Newport, who has worked as a producer since the late ’90s with groups such as At the Drive-In, The Mars Volta, Death Cab For Cutie and Frank Turner, is not part of the tour, but did give his blessing. He actually contacted Cavalera’s wife, Gloria, before the tour and helped the band obtain the original samples used on the album, Cavalera said.

When “Point Blank” was released, Nailbomb only played one show at the 1995 Dynamo Open Air Festival in the Netherlands, a recording of which was released as “Proud to Commit Commercial Suicide” that same year. Because of that, Soulfly has more room to stretch out on the material, according to Cavalera.

“The idea was to have Soulfly playing ‘Point Blank.’ We add the Soulfly power behind (it),” he said.

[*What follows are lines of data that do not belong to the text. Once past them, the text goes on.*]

use std::path::PathBuf;

use figment::{
    Figment,
    providers::{Env, Format, Json, Serialized},
};
use hearth_llm::{DEFAULT_API_KEY, DEFAULT_ENDPOINT, RigEngineConfig};
use serde::{Deserialize, Serialize};
use snafu::{ResultExt, Snafu};

pub const CONFIG_DIRECTORY_NAME: &str = "hearth";
pub const CONFIG_FILE_NAME: &str = "config.json";
pub const DATABASE_FILE_NAME: &str = "state.db";
pub const ENV_PREFIX: &str = "HEARTH_";

#[derive(Debug, Snafu)]
#[snafu(visibility(pub(crate)))]
pub enum ConfigError {
    #[snafu(display("failed to load configuration on `{stage}`: {source}"))]
    Extract {
        stage: &'static str,
        source: Box<figment::Error>,
    },
}

pub type ConfigResult<T> = Result<T, ConfigError>;

/// Process-level configuration of the `hearth` binary.
#[derive(Debug, Clone, PartialEq, Eq, Serialize, Deserialize)]
pub struct AppConfig {
    pub endpoint: String,
    pub api_key: String,
    pub database_path: PathBuf,
}

impl Default for AppConfig {
    fn default() -> Self {
        Self {
            endpoint: DEFAULT_ENDPOINT.to_string(),
            api_key: DEFAULT_API_KEY.to_string(),
            database_path: default_database_path(),
        }
    }
}

impl AppConfig {
    /// Defaults, then the user config file, then `HEARTH_*` variables.
    pub fn load() -> ConfigResult<Self> {
        Self::load_from(default_config_path())
    }

    /// Same layering with an explicit config file. A missing file is skipped.
    pub fn load_from(config_file: Option<PathBuf>) -> ConfigResult<Self> {
        let mut figment = Figment::from(Serialized::defaults(AppConfig::default()));
        if let Some(path) = config_file {
            tracing::debug!(path = %path.display(), "reading config file");
            figment = figment.merge(Json::file(path));
        }

        let config = figment
            .merge(Env::prefixed(ENV_PREFIX))
            .extract::<AppConfig>()
            .map_err(Box::new)
            .context(ExtractSnafu {
                stage: "extract-app-config",
            })?;
        Ok(config.normalized())
    }

    pub fn engine_config(&self) -> RigEngineConfig {
        RigEngineConfig::new(&self.endpoint, &self.api_key)
    }

    pub fn database_location(&self) -> String {
        self.database_path.to_string_lossy().into_owned()
    }

    fn normalized(mut self) -> Self {
        self.endpoint = self.endpoint.trim().trim_end_matches('/').to_string();
        if self.endpoint.is_empty() {
            self.endpoint = DEFAULT_ENDPOINT.to_string();
        }
        if self.api_key.trim().is_empty() {
            self.api_key = DEFAULT_API_KEY.to_string();
        }
        if self.database_path.as_os_str().is_empty() {
            self.database_path = default_database_path();
        }
        self
    }
}

pub fn default_config_path() -> Option<PathBuf> {
    dirs::config_dir().map(|directory| {
        directory
            .join(CONFIG_DIRECTORY_NAME)
            .join(CONFIG_FILE_NAME)
    })
}

fn default_database_path() -> PathBuf {
    dirs::data_dir()
        .unwrap_or_else(|| PathBuf::from("."))
        .join(CONFIG_DIRECTORY_NAME)
        .join(DATABASE_FILE_NAME)
}
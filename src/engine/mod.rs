//! The orchestration engine: rate limiting, draft/timeslot sub-state
//! machines, SKU resolution, the task registry, and the top-level
//! Supply Orchestrator that composes them.

mod draft;
mod orchestrator;
mod rate_limit;
mod registry;
mod sku;
mod timeslot;

pub use draft::{DraftController, DraftReady};
pub use orchestrator::SupplyOrchestrator;
pub use rate_limit::RateLimiter;
pub use registry::TaskRegistry;
pub use timeslot::{TimeslotOutcome, TimeslotPoller};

Soulfly is putting the final touches on its still-untitled 11th studio album, which will be released in the summer ahead of a tour with Nile, Cavalera said. Cavalera Conspiracy, which saw the Cavalera brothers reunite in 2006 after a decade of animosity stemming from the Sepultura split, released its fourth album “Psychosis,” a bracing return to the siblings’ early thrash roots (no pun intended), late last year.

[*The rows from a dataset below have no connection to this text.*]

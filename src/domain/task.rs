//! The `Task` aggregate and its lifecycle.

use chrono::{DateTime, Utc};
use serde::{Deserialize, Serialize};

use crate::error::{Error, Result};

/// Whether the supply goes straight to the destination warehouse or through
/// an intermediate drop-off.
#[derive(Debug, Clone, Copy, PartialEq, Eq, Serialize, Deserialize)]
#[serde(rename_all = "UPPERCASE")]
pub enum SupplyType {
    Direct,
    Crossdock,
}

/// A line item in the manifest. `sku` is resolved (never left empty) before
/// a draft is created; see `engine::sku`.
#[derive(Debug, Clone, PartialEq, Eq, Serialize, Deserialize)]
pub struct Item {
    pub article: String,
    pub sku: Option<u64>,
    pub quantity: u32,
}

impl Item {
    /// # Errors
    /// Returns `Error::Input` if `quantity` is not positive.
    pub fn new(article: impl Into<String>, sku: Option<u64>, quantity: u32) -> Result<Self> {
        if quantity == 0 {
            return Err(Error::Input("item quantity must be > 0".to_string()));
        }
        Ok(Self {
            article: article.into(),
            sku,
            quantity,
        })
    }
}

/// The seller's acceptable hour-of-day window for a timeslot's start, in the
/// destination warehouse's local time.
#[derive(Debug, Clone, Copy, PartialEq, Eq, Serialize, Deserialize)]
#[serde(tag = "kind", rename_all = "snake_case")]
pub enum TimeWindow {
    FirstAvailable,
    HourRange { from_hour: u32, to_hour: Option<u32> },
}

impl TimeWindow {
    /// Whether a slot whose local start hour is `hour` satisfies this window.
    #[must_use]
    pub fn accepts_hour(&self, hour: u32) -> bool {
        match self {
            TimeWindow::FirstAvailable => true,
            TimeWindow::HourRange { from_hour, to_hour } => match to_hour {
                Some(to) => (*from_hour..=*to).contains(&hour),
                None => hour >= *from_hour,
            },
        }
    }
}

/// A concrete delivery interval offered by the marketplace, in UTC (parsed
/// from the warehouse-local timestamps the marketplace returns).
#[derive(Debug, Clone, Copy, PartialEq, Eq, Serialize, Deserialize)]
pub struct Timeslot {
    pub from: DateTime<Utc>,
    pub to: DateTime<Utc>,
}

/// Lifecycle state of a `Task`. Persisted verbatim after every transition so
/// a process restart can classify a task without re-deriving it from the
/// optional draft/timeslot fields.
#[derive(Debug, Clone, Copy, PartialEq, Eq, Serialize, Deserialize)]
#[serde(rename_all = "snake_case")]
pub enum TaskState {
    Created,
    DraftPending,
    DraftReady,
    Polling,
    SupplyCreating,
    Completed,
    Expired,
    Cancelled,
    Failed,
}

impl TaskState {
    #[must_use]
    pub fn is_terminal(self) -> bool {
        matches!(
            self,
            TaskState::Completed | TaskState::Expired | TaskState::Cancelled | TaskState::Failed
        )
    }
}

/// The unit of work driven by the orchestrator.
#[derive(Debug, Clone, Serialize, Deserialize)]
pub struct Task {
    pub task_id: String,
    pub user_id: String,
    pub cluster_id: String,
    pub drop_off_warehouse_id: Option<String>,
    pub warehouse_id: Option<String>,
    pub warehouse_auto_select: bool,
    pub supply_type: SupplyType,
    pub items: Vec<Item>,
    pub ready_in_days: i64,
    pub search_deadline: DateTime<Utc>,
    pub time_window: TimeWindow,

    pub draft_operation_id: Option<String>,
    pub draft_id: Option<String>,
    pub draft_created_at: Option<DateTime<Utc>>,
    pub draft_expires_at: Option<DateTime<Utc>>,

    pub selected_timeslot: Option<Timeslot>,
    pub order_flag: bool,
    pub state: TaskState,
}

impl Task {
    /// Validate the invariants from SPEC_FULL.md §3 that don't already hold
    /// by construction.
    ///
    /// # Errors
    /// Returns `Error::Input` describing the first violated invariant.
    pub fn validate(&self, now: DateTime<Utc>, ready_days_max: i64) -> Result<()> {
        if self.items.is_empty() {
            return Err(Error::Input("task has no items".to_string()));
        }
        if self.supply_type == SupplyType::Crossdock && self.drop_off_warehouse_id.is_none() {
            return Err(Error::Input(
                "crossdock supply requires a drop-off warehouse".to_string(),
            ));
        }
        let days_until_deadline = (self.search_deadline - now).num_days();
        if self.ready_in_days > days_until_deadline {
            return Err(Error::Input(format!(
                "ready_in_days ({}) exceeds days until search_deadline ({days_until_deadline})",
                self.ready_in_days
            )));
        }
        if days_until_deadline > ready_days_max {
            return Err(Error::Input(format!(
                "search_deadline is more than {ready_days_max} days out"
            )));
        }
        Ok(())
    }

    /// All items carry a resolved, positive SKU.
    #[must_use]
    pub fn skus_resolved(&self) -> bool {
        self.items.iter().all(|item| item.sku.is_some_and(|sku| sku > 0))
    }

    /// Reset the draft-specific fields, e.g. before recreating a draft.
    pub fn clear_draft(&mut self) {
        self.draft_operation_id = None;
        self.draft_id = None;
        self.draft_created_at = None;
        self.draft_expires_at = None;
    }

    #[must_use]
    pub fn draft_expired(&self, now: DateTime<Utc>) -> bool {
        match self.draft_expires_at {
            Some(expires_at) => now >= expires_at,
            None => true,
        }
    }
}

/// A completed supply order, persisted separately from the pending task
/// record and never deleted by the engine.
#[derive(Debug, Clone, Serialize, Deserialize)]
pub struct CompletedOrder {
    pub task_id: String,
    pub user_id: String,
    pub order_id: Option<u64>,
    pub operation_id: String,
    pub draft_id: String,
    pub warehouse_id: String,
    pub drop_off_warehouse_id: Option<String>,
    pub timeslot: Timeslot,
    pub items: Vec<Item>,
    pub completed_at: DateTime<Utc>,
}
//! Credential lookup contract.

use async_trait::async_trait;

use crate::error::Result;
use crate::ports::marketplace::Credentials;

/// Resolves a user's marketplace credentials. The backing store (secrets
/// manager, encrypted table) lives entirely outside this crate.
#[async_trait]
pub trait CredentialStore: Send + Sync {
    async fn credentials_for(&self, user_id: &str) -> Result<Option<Credentials>>;

    /// Invoked by the engine after a `CredentialRevoked` error so the chat
    /// layer can prompt the user to re-authenticate.
    async fn clear(&self, user_id: &str) -> Result<()>;
}
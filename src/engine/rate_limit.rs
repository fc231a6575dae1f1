//! Per-credential token bucket guarding draft-creating and draft-inspection
//! endpoints (SPEC_FULL.md §4.1).

use std::collections::VecDeque;

use dashmap::DashMap;
use parking_lot::Mutex;
use tokio::time::{sleep, Duration, Instant};
use tokio_util::sync::CancellationToken;
use tracing::trace;

use crate::config::RateLimitConfig;
use crate::error::{Error, Result};

#[derive(Default)]
struct BucketState {
    last_request: Option<Instant>,
    minute_samples: VecDeque<Instant>,
    hour_samples: VecDeque<Instant>,
}

/// Three simultaneous constraints per credential: minimum spacing between
/// consecutive requests, a rolling per-minute cap, and a rolling per-hour
/// cap. Sample sets are pruned on every `acquire`, so memory is bounded by
/// the request rate over the last hour, not unbounded.
pub struct RateLimiter {
    config: RateLimitConfig,
    buckets: DashMap<String, Mutex<BucketState>>,
}

impl RateLimiter {
    #[must_use]
    pub fn new(config: RateLimitConfig) -> Self {
        Self {
            config,
            buckets: DashMap::new(),
        }
    }

    /// Block the caller until all three constraints are satisfied, then
    /// record the request. Cancelling `cancel` unblocks immediately with
    /// `Error::Cancelled` rather than waiting out the remaining delay.
    pub async fn acquire(&self, key: &str, cancel: &CancellationToken) -> Result<()> {
        loop {
            let wait = self.wait_for(key);
            if wait.is_zero() {
                return Ok(());
            }
            trace!(key, wait_ms = wait.as_millis() as u64, "rate limit wait");
            tokio::select! {
                () = sleep(wait) => {}
                () = cancel.cancelled() => return Err(Error::Cancelled),
            }
        }
    }

    /// Returns `Duration::ZERO` and records a sample if the request is
    /// admissible right now; otherwise returns how long to wait before
    /// trying again (never less than `min_wait_ms`).
    fn wait_for(&self, key: &str) -> Duration {
        let entry = self
            .buckets
            .entry(key.to_string())
            .or_insert_with(|| Mutex::new(BucketState::default()));
        let mut state = entry.lock();
        let now = Instant::now();

        prune(&mut state.minute_samples, now, Duration::from_secs(60));
        prune(&mut state.hour_samples, now, Duration::from_secs(3600));

        let mut next_allowed = now;
        if let Some(last) = state.last_request {
            next_allowed = next_allowed.max(last + Duration::from_millis(self.config.per_second_ms));
        }
        if state.minute_samples.len() as u32 >= self.config.per_minute {
            if let Some(&first) = state.minute_samples.front() {
                next_allowed = next_allowed.max(first + Duration::from_secs(60));
            }
        }
        if state.hour_samples.len() as u32 >= self.config.per_hour {
            if let Some(&first) = state.hour_samples.front() {
                next_allowed = next_allowed.max(first + Duration::from_secs(3600));
            }
        }

        if next_allowed <= now {
            state.last_request = Some(now);
            state.minute_samples.push_back(now);
            state.hour_samples.push_back(now);
            return Duration::ZERO;
        }

        (next_allowed - now).max(Duration::from_millis(self.config.min_wait_ms))
    }
}

fn prune(samples: &mut VecDeque<Instant>, now: Instant, window: Duration) {
    while let Some(&front) = samples.front() {
        if now.saturating_duration_since(front) > window {
            samples.pop_front();
        } else {
            break;
        }
    }
}

#[cfg(test)]
mod tests {
    use super::*;

    fn test_config() -> RateLimitConfig {
        RateLimitConfig {
            per_second_ms: 2_000,
            per_minute: 2,
            per_hour: 50,
            min_wait_ms: 250,
        }
    }

    #[tokio::test(start_paused = true)]
    async fn first_acquire_never_waits() {
        let limiter = RateLimiter::new(test_config());
        let cancel = CancellationToken::new();
        let before = Instant::now();
        limiter.acquire("client-1", &cancel).await.unwrap();
        assert_eq!(Instant::now(), before);
    }

    #[tokio::test(start_paused = true)]
    async fn enforces_minimum_spacing_between_consecutive_calls() {
        let limiter = RateLimiter::new(test_config());
        let cancel = CancellationToken::new();

        let start = Instant::now();
        limiter.acquire("client-1", &cancel).await.unwrap();
        limiter.acquire("client-1", &cancel).await.unwrap();
        let elapsed = Instant::now() - start;

        assert!(elapsed >= Duration::from_millis(2_000), "elapsed={elapsed:?}");
    }

    #[tokio::test(start_paused = true)]
    async fn enforces_per_minute_cap() {
        let mut config = test_config();
        config.per_second_ms = 0;
        let limiter = RateLimiter::new(config);
        let cancel = CancellationToken::new();

        let start = Instant::now();
        for _ in 0..3 {
            limiter.acquire("client-1", &cancel).await.unwrap();
        }
        let elapsed = Instant::now() - start;

        // Third call must wait for the first sample to fall out of the
        // 60-second rolling window.
        assert!(elapsed >= Duration::from_secs(60), "elapsed={elapsed:?}");
    }

    #[tokio::test(start_paused = true)]
    async fn different_credentials_do_not_share_a_bucket() {
        let limiter = RateLimiter::new(test_config());
        let cancel = CancellationToken::new();

        let start = Instant::now();
        limiter.acquire("client-1", &cancel).await.unwrap();
        limiter.acquire("client-2", &cancel).await.unwrap();
        let elapsed = Instant::now() - start;

        assert!(elapsed < Duration::from_millis(100), "elapsed={elapsed:?}");
    }

    #[tokio::test(start_paused = true)]
    async fn cancellation_unblocks_a_waiting_acquire() {
        let limiter = RateLimiter::new(test_config());
        let cancel = CancellationToken::new();

        limiter.acquire("client-1", &cancel).await.unwrap();

        let child_cancel = cancel.clone();
        let task = tokio::spawn(async move { limiter.acquire("client-1", &child_cancel).await });

        tokio::time::advance(Duration::from_millis(50)).await;
        cancel.cancel();

        let result = task.await.unwrap();
        assert!(matches!(result, Err(Error::Cancelled)));
    }
}
//! Pure domain types shared by every engine component.
//!
//! Nothing in this module talks to the network, a clock, or a database; it
//! is the vocabulary the rest of the crate is built from.

mod event;
mod task;

pub use event::{Event, EventKind};
pub use task::{
    CompletedOrder, Item, SupplyType, Task, TaskState, TimeWindow, Timeslot,
};
//! Handler for the `run` command: drives a single task, loaded from a JSON
//! file, to completion using the bundled adapters. Local operator tooling
//! and smoke-testing only; the chat transport is out of scope.

use std::path::Path;

use async_trait::async_trait;
use tokio::signal;
use tokio_util::sync::CancellationToken;
use tracing::info;

use crate::adapters::{OzonHttpClient, SqliteTaskStore, TracingEventBus};
use crate::cli::output;
use crate::config::Config;
use crate::db::{create_pool, run_migrations};
use crate::domain::Task;
use crate::engine::{RateLimiter, SupplyOrchestrator};
use crate::error::{Error, Result};
use crate::ports::{CredentialStore, Credentials};

/// Resolves every user to the same pair of credentials, read from
/// `OZON_CLIENT_ID`/`OZON_API_KEY`. Adequate for an operator running one
/// task at a time; a real deployment supplies its own `CredentialStore`.
struct EnvCredentialStore;

#[async_trait]
impl CredentialStore for EnvCredentialStore {
    async fn credentials_for(&self, _user_id: &str) -> Result<Option<Credentials>> {
        let client_id = match std::env::var("OZON_CLIENT_ID") {
            Ok(v) => v,
            Err(_) => return Ok(None),
        };
        let api_key = match std::env::var("OZON_API_KEY") {
            Ok(v) => v,
            Err(_) => return Ok(None),
        };
        Ok(Some(Credentials { client_id, api_key }))
    }

    async fn clear(&self, _user_id: &str) -> Result<()> {
        Ok(())
    }
}

pub async fn execute(config_path: &Path, task_path: &Path) -> Result<()> {
    let config = Config::load(config_path)?;
    config.validate()?;
    config.init_logging();

    output::section("Ozon Slot Engine");
    output::field("Task file", task_path.display());
    output::field("Database", &config.database_url);

    let raw = std::fs::read_to_string(task_path)?;
    let task: Task = serde_json::from_str(&raw)?;
    task.validate(chrono::Utc::now(), config.supply.ready_days_max)?;

    let pool = create_pool(&config.database_url)?;
    run_migrations(&pool)?;

    let client = OzonHttpClient::new(config.http.base_url.clone(), config.http.clone())?;
    let store = SqliteTaskStore::new(pool);
    let credentials = EnvCredentialStore;
    let events = TracingEventBus;
    let rate_limiter = RateLimiter::new(config.rate_limit.clone());

    let orchestrator = SupplyOrchestrator {
        client: &client,
        store: &store,
        credentials: &credentials,
        events: &events,
        rate_limiter: &rate_limiter,
        draft_config: &config.draft,
        timeslot_config: &config.timeslot,
        supply_config: &config.supply,
    };

    let cancel = CancellationToken::new();
    let run_future = orchestrator.run(task, cancel.clone());
    tokio::pin!(run_future);

    let result = tokio::select! {
        result = &mut run_future => result,
        _ = signal::ctrl_c() => {
            info!("interrupt received, cancelling task");
            cancel.cancel();
            run_future.await
        }
    };

    match result {
        Ok(()) => {
            output::success("task finished");
            Ok(())
        }
        Err(e) => {
            output::error(&describe(&e));
            Err(e)
        }
    }
}

/// Surfaces a `CredentialRevoked` as a clear operator-facing message rather
/// than a raw error chain.
fn describe(err: &Error) -> String {
    match err {
        Error::CredentialRevoked(reason) => format!("credential revoked: {reason}"),
        other => other.to_string(),
    }
}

“The Cavalera record came out of the ‘Roots’ tour, and even though the Cavalera album does not sound nothing like ‘Roots,’ but has the energy,” Cavalera said. “I think we brought that feeling of the energy that we got from the crowd to the studio with us, and I think that’s really cool. And then, similar to Soulfly, but I think what’s cool about the Soulfly record is it’s a little bit different. There’s some percussion stuff, there’s some groove stuff. There’s some songs that are completely — I don’t even think I’ve done stuff like that ever, so it’s new for me.”

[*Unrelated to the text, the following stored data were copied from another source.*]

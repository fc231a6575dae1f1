//! Moscow-timezone day boundaries, deadline arithmetic, and marketplace ISO
//! formatting.
//!
//! The marketplace's readiness/deadline semantics are anchored to Moscow
//! calendar days regardless of where a warehouse physically sits, so all
//! "today"/"tomorrow" arithmetic in the engine goes through here rather than
//! through `Utc::now()` directly.

use chrono::{DateTime, Duration, TimeZone, Timelike, Utc};
use chrono_tz::Europe::Moscow;

/// Start (00:00:00) of the Moscow calendar day containing `instant + offset_days`.
#[must_use]
pub fn start_of_moscow_day(instant: DateTime<Utc>, offset_days: i64) -> DateTime<Utc> {
    let shifted = instant + Duration::days(offset_days);
    let moscow_date = shifted.with_timezone(&Moscow).date_naive();
    Moscow
        .from_local_datetime(&moscow_date.and_hms_opt(0, 0, 0).expect("valid midnight"))
        .single()
        .expect("Moscow has no DST transitions since 2014")
        .with_timezone(&Utc)
}

/// End (23:59:59) of the Moscow calendar day containing `instant`.
#[must_use]
pub fn end_of_moscow_day(instant: DateTime<Utc>) -> DateTime<Utc> {
    let moscow_date = instant.with_timezone(&Moscow).date_naive();
    Moscow
        .from_local_datetime(&moscow_date.and_hms_opt(23, 59, 59).expect("valid end of day"))
        .single()
        .expect("Moscow has no DST transitions since 2014")
        .with_timezone(&Utc)
}

/// Local hour-of-day (0-23) of `instant` in the given fixed UTC offset
/// minutes, as supplied by the marketplace for a warehouse's timezone.
#[must_use]
pub fn local_hour(instant: DateTime<Utc>, tz_offset_minutes: i32) -> u32 {
    let shifted = instant + Duration::minutes(i64::from(tz_offset_minutes));
    shifted.time().hour()
}

/// Format an instant as marketplace ISO-8601 with milliseconds stripped and
/// a trailing `Z`, e.g. `2026-07-29T10:00:00Z`.
#[must_use]
pub fn to_marketplace_iso(instant: DateTime<Utc>) -> String {
    instant.format("%Y-%m-%dT%H:%M:%SZ").to_string()
}

/// Parse a marketplace ISO-8601 timestamp (with or without milliseconds) into
/// a UTC instant.
pub fn from_marketplace_iso(raw: &str) -> Result<DateTime<Utc>, chrono::ParseError> {
    DateTime::parse_from_rfc3339(raw).map(|dt| dt.with_timezone(&Utc))
}

#[cfg(test)]
mod tests {
    use super::*;
    use chrono::TimeZone;

    #[test]
    fn start_of_moscow_day_is_midnight_moscow() {
        // 2026-07-28T21:30:00Z is 2026-07-29T00:30:00 Moscow (UTC+3).
        let instant = Utc.with_ymd_and_hms(2026, 7, 28, 21, 30, 0).unwrap();
        let start = start_of_moscow_day(instant, 0);
        let expected = Utc.with_ymd_and_hms(2026, 7, 28, 21, 0, 0).unwrap();
        assert_eq!(start, expected);
    }

    #[test]
    fn start_of_moscow_day_offset_by_one_day() {
        let instant = Utc.with_ymd_and_hms(2026, 7, 28, 6, 0, 0).unwrap();
        let tomorrow_start = start_of_moscow_day(instant, 1);
        // 2026-07-28T06:00Z = 2026-07-28T09:00 Moscow; +1 day = 2026-07-29T00:00 Moscow
        // = 2026-07-28T21:00Z.
        let expected = Utc.with_ymd_and_hms(2026, 7, 28, 21, 0, 0).unwrap();
        assert_eq!(tomorrow_start, expected);
    }

    #[test]
    fn end_of_day_is_one_second_before_next_midnight() {
        let instant = Utc.with_ymd_and_hms(2026, 7, 28, 21, 0, 0).unwrap();
        let end = end_of_moscow_day(instant);
        let next_start = start_of_moscow_day(instant, 1);
        assert_eq!(end + Duration::seconds(1), next_start);
    }

    #[test]
    fn marketplace_iso_round_trips_without_millis() {
        let instant = Utc.with_ymd_and_hms(2026, 7, 28, 10, 15, 30).unwrap();
        let formatted = to_marketplace_iso(instant);
        assert_eq!(formatted, "2026-07-28T10:15:30Z");
        assert_eq!(from_marketplace_iso(&formatted).unwrap(), instant);
    }

    #[test]
    fn marketplace_iso_parses_millis_input() {
        let parsed = from_marketplace_iso("2026-07-28T10:15:30.123Z").unwrap();
        assert_eq!(parsed, Utc.with_ymd_and_hms(2026, 7, 28, 10, 15, 30).unwrap());
    }

    #[test]
    fn local_hour_applies_positive_offset() {
        let instant = Utc.with_ymd_and_hms(2026, 7, 28, 22, 30, 0).unwrap();
        assert_eq!(local_hour(instant, 180), 1); // Moscow UTC+3
    }
}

Max left Sepultura when the band tried to fire his wife, Gloria, as manager, shortly after the death of Gloria’s son (and Max’s stepson) Dana Wells. (There’s a convoluted local connection here: The name Soulfly first popped up when Max sang it on Deftones song “Head Up” in 1997; Deftones frontman Chino Moreno lives in Bend.) He has expressed interest in a reunion in past interviews, though for now, fans will have to make due with the Cavaleras’ reunion.

These days, the whole Cavalera family is in the metal game: Max’s son Zyon has played drums with Soulfly since 2012, and his other son Igor Jr. is part of the band for the Nailbomb shows. They also have their own group, Lody Kong, which will open on this tour.

“When they were born, I always wished that that could happen,” Max said. “I would just dream about it, and then (it) actually is happening right now. I’m really enjoying it. You’ve gotta really enjoy those things, because you don’t know if you’ll ever get to do them again.”